▶ _Saved entries_:
use crate::{browser::config::{ConnectionOptions, LaunchOptions},
            driver::{Locator, PageDriver, RawTable},
            error::{Result, ScreenerError}};
use headless_chrome::{Browser, Element, Tab};
use std::{ffi::OsStr, sync::Arc, time::Duration};

/// Browser session that manages a Chrome/Chromium instance
pub struct BrowserSession {
    /// The underlying headless_chrome Browser instance
    browser: Browser,
}

impl BrowserSession {
    /// Launch a new browser instance with the given options
    pub fn launch(options: LaunchOptions) -> Result<Self> {
        let mut launch_opts = headless_chrome::LaunchOptions::default();

        // Screener sites serve a stripped page to obvious automation
        launch_opts.ignore_default_args.push(OsStr::new("--enable-automation"));
        launch_opts.args.push(OsStr::new("--disable-blink-features=AutomationControlled"));

        // A full scrape of a large region can outlive the 30 second default
        launch_opts.idle_browser_timeout = Duration::from_secs(60 * 60);

        launch_opts.headless = options.headless;
        launch_opts.window_size = Some((options.window_width, options.window_height));

        if let Some(path) = options.chrome_path {
            launch_opts.path = Some(path);
        }

        if let Some(dir) = options.user_data_dir {
            launch_opts.user_data_dir = Some(dir);
        }

        launch_opts.sandbox = options.sandbox;

        let browser = Browser::new(launch_opts).map_err(|e| ScreenerError::LaunchFailed(e.to_string()))?;

        browser.new_tab().map_err(|e| ScreenerError::LaunchFailed(format!("Failed to create tab: {}", e)))?;

        Ok(Self { browser })
    }

    /// Connect to an existing browser instance via WebSocket
    pub fn connect(options: ConnectionOptions) -> Result<Self> {
        let browser = Browser::connect_with_timeout(options.ws_url, Duration::from_millis(options.idle_timeout_ms))
            .map_err(|e| ScreenerError::ConnectionFailed(e.to_string()))?;

        let has_tab = browser.get_tabs().lock().map(|tabs| !tabs.is_empty()).unwrap_or(false);
        if !has_tab {
            browser
                .new_tab()
                .map_err(|e| ScreenerError::ConnectionFailed(format!("Failed to create tab: {}", e)))?;
        }

        Ok(Self { browser })
    }

    /// Get the active tab
    pub fn tab(&self) -> Result<Arc<Tab>> {
        self.get_active_tab()
    }

    /// Get all tabs
    pub fn get_tabs(&self) -> Result<Vec<Arc<Tab>>> {
        let tabs = self
            .browser
            .get_tabs()
            .lock()
            .map_err(|e| ScreenerError::TabOperationFailed(format!("Failed to get tabs: {}", e)))?
            .clone();

        Ok(tabs)
    }

    /// Get the currently active tab.
    ///
    /// Prefers a visible tab; a headless browser with a single tab may never
    /// report visibility, so the first tab is used as a fallback.
    pub fn get_active_tab(&self) -> Result<Arc<Tab>> {
        let tabs = self.get_tabs()?;

        for tab in &tabs {
            match tab.evaluate("document.visibilityState === 'visible'", false) {
                Ok(remote_object) => {
                    if remote_object.value.and_then(|v| v.as_bool()).unwrap_or(false) {
                        return Ok(tab.clone());
                    }
                }
                Err(e) => {
                    log::debug!("Failed to check tab status: {}", e);
                    continue;
                }
            }
        }

        tabs.first()
            .cloned()
            .ok_or_else(|| ScreenerError::TabOperationFailed("No active tab found".to_string()))
    }

    /// Wait for navigation to complete
    pub fn wait_for_navigation(&self) -> Result<()> {
        self.tab()?
            .wait_until_navigated()
            .map_err(|e| ScreenerError::NavigationFailed(format!("Navigation timeout: {}", e)))?;

        Ok(())
    }

    /// Find an element in the provided tab without waiting
    pub fn find_element<'a>(&self, tab: &'a Arc<Tab>, target: &Locator) -> Result<Element<'a>> {
        let found = match target {
            Locator::Css(selector) => tab.find_element(selector),
            Locator::XPath(expression) => tab.find_element_by_xpath(expression),
        };

        found.map_err(|e| ScreenerError::ElementNotFound {
            step: "lookup".to_string(),
            reason: format!("Element '{}' not found: {}", target, e),
        })
    }
}

/// JavaScript expression resolving `target` to a DOM node (or null)
fn locate_expression(target: &Locator) -> Result<String> {
    let expr = match target {
        Locator::Css(selector) => format!("document.querySelector({})", serde_json::to_string(selector)?),
        Locator::XPath(expression) => format!(
            "document.evaluate({}, document, null, XPathResult.FIRST_ORDERED_NODE_TYPE, null).singleNodeValue",
            serde_json::to_string(expression)?
        ),
    };
    Ok(expr)
}

impl PageDriver for BrowserSession {
    fn navigate(&self, url: &str) -> Result<()> {
        self.tab()?
            .navigate_to(url)
            .map_err(|e| ScreenerError::NavigationFailed(format!("Failed to navigate to {}: {}", url, e)))?;

        self.wait_for_navigation()
    }

    fn current_url(&self) -> Result<String> {
        Ok(self.tab()?.get_url())
    }

    fn wait_for(&self, target: &Locator, timeout: Duration) -> Result<()> {
        let tab = self.tab()?;
        let waited = match target {
            Locator::Css(selector) => tab.wait_for_element_with_custom_timeout(selector, timeout),
            Locator::XPath(expression) => tab.wait_for_xpath_with_custom_timeout(expression, timeout),
        };

        waited.map(|_| ()).map_err(|e| ScreenerError::ElementNotFound {
            step: "wait".to_string(),
            reason: format!("Element '{}' not present after {:?}: {}", target, timeout, e),
        })
    }

    fn click(&self, target: &Locator) -> Result<()> {
        let tab = self.tab()?;
        let element = self.find_element(&tab, target)?;
        element
            .click()
            .map_err(|e| ScreenerError::TabOperationFailed(format!("Failed to click '{}': {}", target, e)))?;
        Ok(())
    }

    fn type_text(&self, target: &Locator, text: &str) -> Result<()> {
        let tab = self.tab()?;
        let element = self.find_element(&tab, target)?;
        element
            .type_into(text)
            .map_err(|e| ScreenerError::TabOperationFailed(format!("Failed to type into '{}': {}", target, e)))?;
        Ok(())
    }

    fn read_text(&self, target: &Locator) -> Result<String> {
        let tab = self.tab()?;
        let element = self.find_element(&tab, target)?;
        element
            .get_inner_text()
            .map_err(|e| ScreenerError::EvaluationFailed(format!("Failed to read text of '{}': {}", target, e)))
    }

    fn read_table(&self, target: &Locator) -> Result<RawTable> {
        let js_code = format!("{}({})", include_str!("read_table.js"), locate_expression(target)?);

        let result = self
            .tab()?
            .evaluate(&js_code, false)
            .map_err(|e| ScreenerError::EvaluationFailed(format!("Failed to execute table script: {}", e)))?;

        // The script returns a JSON string, or null when the table is missing
        let json_str = match result.value {
            Some(serde_json::Value::String(s)) => s,
            _ => {
                return Err(ScreenerError::ElementNotFound {
                    step: "read table".to_string(),
                    reason: format!("No table at '{}'", target),
                });
            }
        };

        serde_json::from_str(&json_str)
            .map_err(|e| ScreenerError::TableParseFailed(format!("Failed to parse table JSON: {}", e)))
    }
}

#[cfg(test)]
mod tests {
    use super::*;

    #[test]
    fn test_launch_options_builder() {
        let opts = LaunchOptions::new().headless(true).window_size(800, 600);

        assert!(opts.headless);
        assert_eq!(opts.window_width, 800);
        assert_eq!(opts.window_height, 600);
    }

    #[test]
    fn test_connection_options() {
        let opts = ConnectionOptions::new("ws://localhost:9222");
        assert_eq!(opts.idle_timeout_ms, 60 * 60 * 1000);

        let opts = opts.idle_timeout(5000);
        assert_eq!(opts.ws_url, "ws://localhost:9222");
        assert_eq!(opts.idle_timeout_ms, 5000);
    }

    #[test]
    fn test_locate_expression_escapes_selector() {
        let css = locate_expression(&Locator::css("div[data-test=\"x\"]")).unwrap();
        assert_eq!(css, r#"document.querySelector("div[data-test=\"x\"]")"#);

        let xpath = locate_expression(&Locator::xpath("//span[@class='a b']")).unwrap();
        assert!(xpath.starts_with(r#"document.evaluate("//span[@class='a b']""#));
        assert!(xpath.ends_with(".singleNodeValue"));
    }

    // Integration tests (require Chrome to be installed)
    #[test]
    #[ignore] // Ignore by default, run with: cargo test -- --ignored
    fn test_launch_browser() {
        let result = BrowserSession::launch(LaunchOptions::new().headless(true));
        assert!(result.is_ok());
    }

    #[test]
    #[ignore]
    fn test_navigate() {
        let session = BrowserSession::launch(LaunchOptions::new().headless(true)).expect("Failed to launch browser");

        let result = session.navigate("about:blank");
        assert!(result.is_ok());
    }
}
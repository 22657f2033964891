//! Keyed record store that doubles as the single-run gate
//!
//! A dataset lives under one logical name. While it is fresh (finalized and
//! inside its TTL) or while a run holds the name's lease, no other run may
//! start; [`await_available`] polls until the name frees up and claims it.
//!
//! A claim hands back a [`LeaseToken`]. Every write made on behalf of the run
//! carries it, and a store refuses writes whose token no longer holds the
//! lease, so a run whose lease lapsed cannot touch its successor's data.

pub mod clock;
pub mod gate;
pub mod memory;
#[cfg(feature = "redis-backend")]
pub mod redis;

pub use clock::{Clock, ManualClock, SystemClock};
pub use gate::{await_available, WaitPolicy};
pub use memory::MemoryStore;
#[cfg(feature = "redis-backend")]
pub use self::redis::RedisStore;

use crate::error::Result;
use crate::screener::PageBatch;
use indexmap::IndexMap;
use std::fmt;
use std::time::Duration;

/// Symbol → serialized quote record
pub type Dataset = IndexMap<String, String>;

/// Whether a new run may start under a dataset name
#[derive(Debug, Clone, Copy, PartialEq, Eq)]
pub enum GateState {
    /// No fresh dataset and no run in progress
    Open,
    /// A run holds the lease and has not finalized yet
    Running,
    /// A finalized dataset is still inside its TTL
    Fresh { remaining: Duration },
}

/// Identifies the run holding a dataset name's lease
#[derive(Debug, Clone, PartialEq, Eq, Hash)]
pub struct LeaseToken(String);

impl LeaseToken {
    /// A fresh random token
    pub fn generate() -> Self {
        Self(format!("{:016x}{:016x}", rand::random::<u64>(), rand::random::<u64>()))
    }

    pub fn as_str(&self) -> &str {
        &self.0
    }
}

impl fmt::Display for LeaseToken {
    fn fmt(&self, f: &mut fmt::Formatter<'_>) -> fmt::Result {
        f.write_str(&self.0)
    }
}

/// Storage operations the pipeline needs.
///
/// Implementations are the sole authority on expiry: an expired dataset reads
/// as empty and no longer blocks the gate. Writes taking a [`LeaseToken`] fail
/// with `LeaseLost` once that token no longer holds the lease.
pub trait RecordStore: Send + Sync {
    fn gate_state(&self, name: &str) -> Result<GateState>;

    /// Atomically take the run lease for `name` if the gate is open
    fn try_claim(&self, name: &str, lease: Duration) -> Result<Option<LeaseToken>>;

    /// Replace whatever is stored under `name` with an empty dataset
    fn begin_run(&self, name: &str, token: &LeaseToken) -> Result<()>;

    /// Insert every row of `batch`; a key already present is overwritten
    fn merge_batch(&self, name: &str, token: &LeaseToken, batch: &PageBatch) -> Result<()>;

    /// Mark the dataset fresh for `ttl` and release the run lease
    fn finalize_run(&self, name: &str, token: &LeaseToken, ttl: Duration) -> Result<()>;

    /// Drop an unfinished dataset and release the lease without touching any TTL.
    ///
    /// A no-op when another run has since taken the lease.
    fn abandon_run(&self, name: &str, token: &LeaseToken) -> Result<()>;

    /// Snapshot of the dataset; empty when absent or expired
    fn read_all(&self, name: &str) -> Result<Dataset>;
}

/// Serialized `(key, record)` pairs for a batch, in row order
pub(crate) fn batch_records(batch: &PageBatch) -> Result<Vec<(String, String)>> {
    batch.rows.iter().map(|row| Ok((row.key.clone(), row.payload.to_record()?))).collect()
}
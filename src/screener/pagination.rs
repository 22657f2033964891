use crate::config::{CountPolicy, PaginationConfig, SelectorConfig};
use crate::driver::{Locator, PageDriver};
use crate::error::{Result, ScreenerError};
use crate::screener::table::{extract_page, PageBatch};
use std::time::Duration;
use url::Url;

/// Parse the total result count out of summary text like `1-25 of 5,432 results`.
///
/// Takes the number after `of`; without an `of`, falls back to the third
/// whitespace-separated token. Thousands separators are ignored.
pub fn parse_total_count(text: &str) -> Option<u64> {
    let tokens: Vec<&str> = text.split_whitespace().collect();

    let candidate = tokens
        .iter()
        .position(|t| t.eq_ignore_ascii_case("of"))
        .and_then(|i| tokens.get(i + 1))
        .or_else(|| tokens.get(2))?;

    let digits: String = candidate.chars().filter(|c| *c != ',').collect();
    digits.parse().ok()
}

/// `base` with its `offset` and `count` query parameters set to the given window
pub fn page_url(base: &Url, offset: u64, count: usize) -> Url {
    let mut url = base.clone();
    let retained: Vec<(String, String)> = url
        .query_pairs()
        .map(|(k, v)| (k.into_owned(), v.into_owned()))
        .filter(|(k, _)| k != "offset" && k != "count")
        .collect();

    url.set_query(None);
    url.query_pairs_mut()
        .extend_pairs(retained)
        .append_pair("offset", &offset.to_string())
        .append_pair("count", &count.to_string());
    url
}

/// Walks the result set one page at a time.
///
/// Yields one [`PageBatch`] per window `[offset, offset + page_size)` while
/// `offset <= total`, so a partially filled last page is still fetched once.
/// A total of zero yields nothing. After an error the paginator is exhausted.
pub struct Paginator<'d, D: PageDriver + ?Sized> {
    driver: &'d D,
    base_url: Url,
    table: Locator,
    page_size: usize,
    element_timeout: Duration,
    total: u64,
    offset: u64,
    pages_fetched: usize,
    failed: bool,
}

impl<'d, D: PageDriver + ?Sized> Paginator<'d, D> {
    /// Fails with `Config` when `page_size` is zero
    pub fn new(
        driver: &'d D,
        base_url: Url,
        table: Locator,
        page_size: usize,
        element_timeout: Duration,
        total: u64,
    ) -> Result<Self> {
        if page_size == 0 {
            return Err(ScreenerError::Config("page size must be greater than zero".to_string()));
        }
        Ok(Self {
            driver,
            base_url,
            table,
            page_size,
            element_timeout,
            total,
            offset: 0,
            pages_fetched: 0,
            failed: false,
        })
    }

    /// Total result count read from the first results page
    pub fn total(&self) -> u64 {
        self.total
    }

    pub fn pages_fetched(&self) -> usize {
        self.pages_fetched
    }

    /// Number of pages a full walk fetches
    pub fn page_count(&self) -> u64 {
        if self.total == 0 {
            0
        } else {
            self.total / self.page_size as u64 + 1
        }
    }

    /// Rewind to offset 0
    pub fn restart(&mut self) {
        self.offset = 0;
        self.pages_fetched = 0;
        self.failed = false;
    }

    fn fetch(&self) -> Result<PageBatch> {
        let url = page_url(&self.base_url, self.offset, self.page_size);
        log::debug!("Fetching page at offset {} of {}: {}", self.offset, self.total, url);
        self.driver.navigate(url.as_str())?;
        self.driver.wait_for(&self.table, self.element_timeout)?;
        extract_page(self.driver, &self.table)
    }
}

impl<D: PageDriver + ?Sized> Iterator for Paginator<'_, D> {
    type Item = Result<PageBatch>;

    fn next(&mut self) -> Option<Self::Item> {
        if self.failed || self.total == 0 || self.offset > self.total {
            return None;
        }

        match self.fetch() {
            Ok(batch) => {
                self.offset += self.page_size as u64;
                self.pages_fetched += 1;
                Some(Ok(batch))
            }
            Err(e) => {
                self.failed = true;
                Some(Err(e))
            }
        }
    }
}

/// Read the total result count from the current page and build a [`Paginator`] over `base_url`
pub fn paginate<'d, D: PageDriver + ?Sized>(
    driver: &'d D,
    base_url: &str,
    selectors: &SelectorConfig,
    settings: &PaginationConfig,
    element_timeout: Duration,
) -> Result<Paginator<'d, D>> {
    if settings.page_size == 0 {
        return Err(ScreenerError::Config("pagination.page_size must be greater than zero".to_string()));
    }

    let base = Url::parse(base_url)
        .map_err(|e| ScreenerError::NavigationFailed(format!("Invalid results URL {}: {}", base_url, e)))?;

    let total = match read_total_count(driver, &selectors.total_count, element_timeout) {
        Ok(total) => total,
        Err(e) if settings.count_policy == CountPolicy::Lenient => {
            log::warn!("{}; treating the result set as empty", e);
            0
        }
        Err(e) => return Err(e),
    };

    log::info!("Result set has {} entries ({} per page)", total, settings.page_size);

    Paginator::new(driver, base, selectors.results_table.clone(), settings.page_size, element_timeout, total)
}

fn read_total_count<D: PageDriver + ?Sized>(driver: &D, target: &Locator, timeout: Duration) -> Result<u64> {
    let text = driver
        .wait_for(target, timeout)
        .and_then(|_| driver.read_text(target))
        .map_err(|e| ScreenerError::CountParse(format!("Count element '{}' unavailable: {}", target, e)))?;

    parse_total_count(&text).ok_or_else(|| ScreenerError::CountParse(format!("No count in '{}'", text.trim())))
}
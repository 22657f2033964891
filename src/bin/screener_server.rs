//! Stock screener HTTP server
//!
//! Serves `GET /stocks?region=<name>`, scraping the screener through Chrome on
//! demand and caching the result for the configured TTL.

use clap::Parser;
use std::{net::SocketAddr, path::PathBuf, sync::Arc};
use stock_screener::{
    BrowserSession, ConnectionOptions, LaunchOptions, MemoryStore, PageDriver, Pipeline, RecordStore, ScreenerConfig,
    server::{AppState, DriverFactory, router},
};

#[derive(Parser)]
#[command(name = "screener-server")]
#[command(version)]
#[command(about = "Serve a cached stock-screener listing over HTTP", long_about = None)]
struct Cli {
    /// Address to listen on
    #[arg(long, short = 'b', env = "SCREENER_BIND", default_value = "127.0.0.1:5000")]
    bind: SocketAddr,

    /// JSON configuration file
    #[arg(long, short = 'c', env = "SCREENER_CONFIG", value_name = "PATH")]
    config: Option<PathBuf>,

    /// Redis URL for the dataset cache (default: in-process cache)
    #[arg(long, env = "REDIS_URL", value_name = "URL")]
    redis_url: Option<String>,

    /// Launch browser in headed mode (default: headless)
    #[arg(long, short = 'H')]
    headed: bool,

    /// Path to custom browser executable
    #[arg(long, value_name = "PATH")]
    chrome_path: Option<PathBuf>,

    /// WebSocket endpoint of an already running browser
    #[arg(long, value_name = "URL")]
    ws_endpoint: Option<String>,

    /// Disable the Chrome sandbox (needed when running as root in a container)
    #[arg(long)]
    no_sandbox: bool,

    /// Override the cache key the dataset is stored under
    #[arg(long, env = "SCREENER_DATASET")]
    dataset_name: Option<String>,

    /// Override the dataset freshness window in seconds
    #[arg(long)]
    ttl_secs: Option<u64>,
}

fn load_config(cli: &Cli) -> anyhow::Result<ScreenerConfig> {
    let mut config = match &cli.config {
        Some(path) => ScreenerConfig::from_file(path)?,
        None => ScreenerConfig::default(),
    };

    if let Some(name) = &cli.dataset_name {
        config.cache.dataset_name = name.clone();
    }
    if let Some(ttl) = cli.ttl_secs {
        config.cache.ttl_secs = ttl;
    }

    config.validate()?;
    Ok(config)
}

fn open_store(cli: &Cli) -> anyhow::Result<Arc<dyn RecordStore>> {
    match &cli.redis_url {
        #[cfg(feature = "redis-backend")]
        Some(url) => Ok(Arc::new(stock_screener::RedisStore::connect(url)?)),
        #[cfg(not(feature = "redis-backend"))]
        Some(_) => anyhow::bail!("--redis-url requires the `redis-backend` feature"),
        None => Ok(Arc::new(MemoryStore::new())),
    }
}

fn driver_factory(cli: &Cli) -> DriverFactory {
    let mut launch = LaunchOptions::new().headless(!cli.headed).sandbox(!cli.no_sandbox);
    if let Some(path) = &cli.chrome_path {
        launch = launch.chrome_path(path);
    }
    let ws_endpoint = cli.ws_endpoint.clone();

    Arc::new(move || -> stock_screener::Result<Box<dyn PageDriver>> {
        let session = match &ws_endpoint {
            Some(ws) => BrowserSession::connect(ConnectionOptions::new(ws.clone()))?,
            None => BrowserSession::launch(launch.clone())?,
        };
        Ok(Box::new(session))
    })
}

#[tokio::main]
async fn main() -> anyhow::Result<()> {
    env_logger::Builder::from_env(env_logger::Env::default().default_filter_or("info")).init();

    let cli = Cli::parse();
    let config = load_config(&cli)?;

    log::info!("Screener server v{}", env!("CARGO_PKG_VERSION"));
    log::info!("Screener URL: {}", config.screener_url);
    log::info!(
        "Dataset '{}' with a {}s TTL, page size {}",
        config.cache.dataset_name,
        config.cache.ttl_secs,
        config.pagination.page_size
    );
    match &cli.ws_endpoint {
        Some(ws) => log::info!("Browser: connecting to {}", ws),
        None => log::info!("Browser mode: {}", if cli.headed { "headed" } else { "headless" }),
    }

    let store = open_store(&cli)?;
    let pipeline = Arc::new(Pipeline::new(config, store)?);
    let app = router(AppState::new(pipeline, driver_factory(&cli)));

    let listener = tokio::net::TcpListener::bind(cli.bind).await?;
    log::info!("Listening on http://{}", cli.bind);

    axum::serve(listener, app)
        .with_graceful_shutdown(async {
            let _ = tokio::signal::ctrl_c().await;
            log::info!("Shutting down");
        })
        .await?;

    Ok(())
}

▶ _WORK ORDER_: From the first line of the data through the line with "the given options", quote each line exactly and add nothing else.

▶ _EXERCISE RESPONSE_:
use crate::{browser::config::{ConnectionOptions, LaunchOptions},
            driver::{Locator, PageDriver, RawTable},
            error::{Result, ScreenerError}};
use headless_chrome::{Browser, Element, Tab};
use std::{ffi::OsStr, sync::Arc, time::Duration};

/// Browser session that manages a Chrome/Chromium instance
pub struct BrowserSession {
    /// The underlying headless_chrome Browser instance
    browser: Browser,
}

impl BrowserSession {
    /// Launch a new browser instance with the given options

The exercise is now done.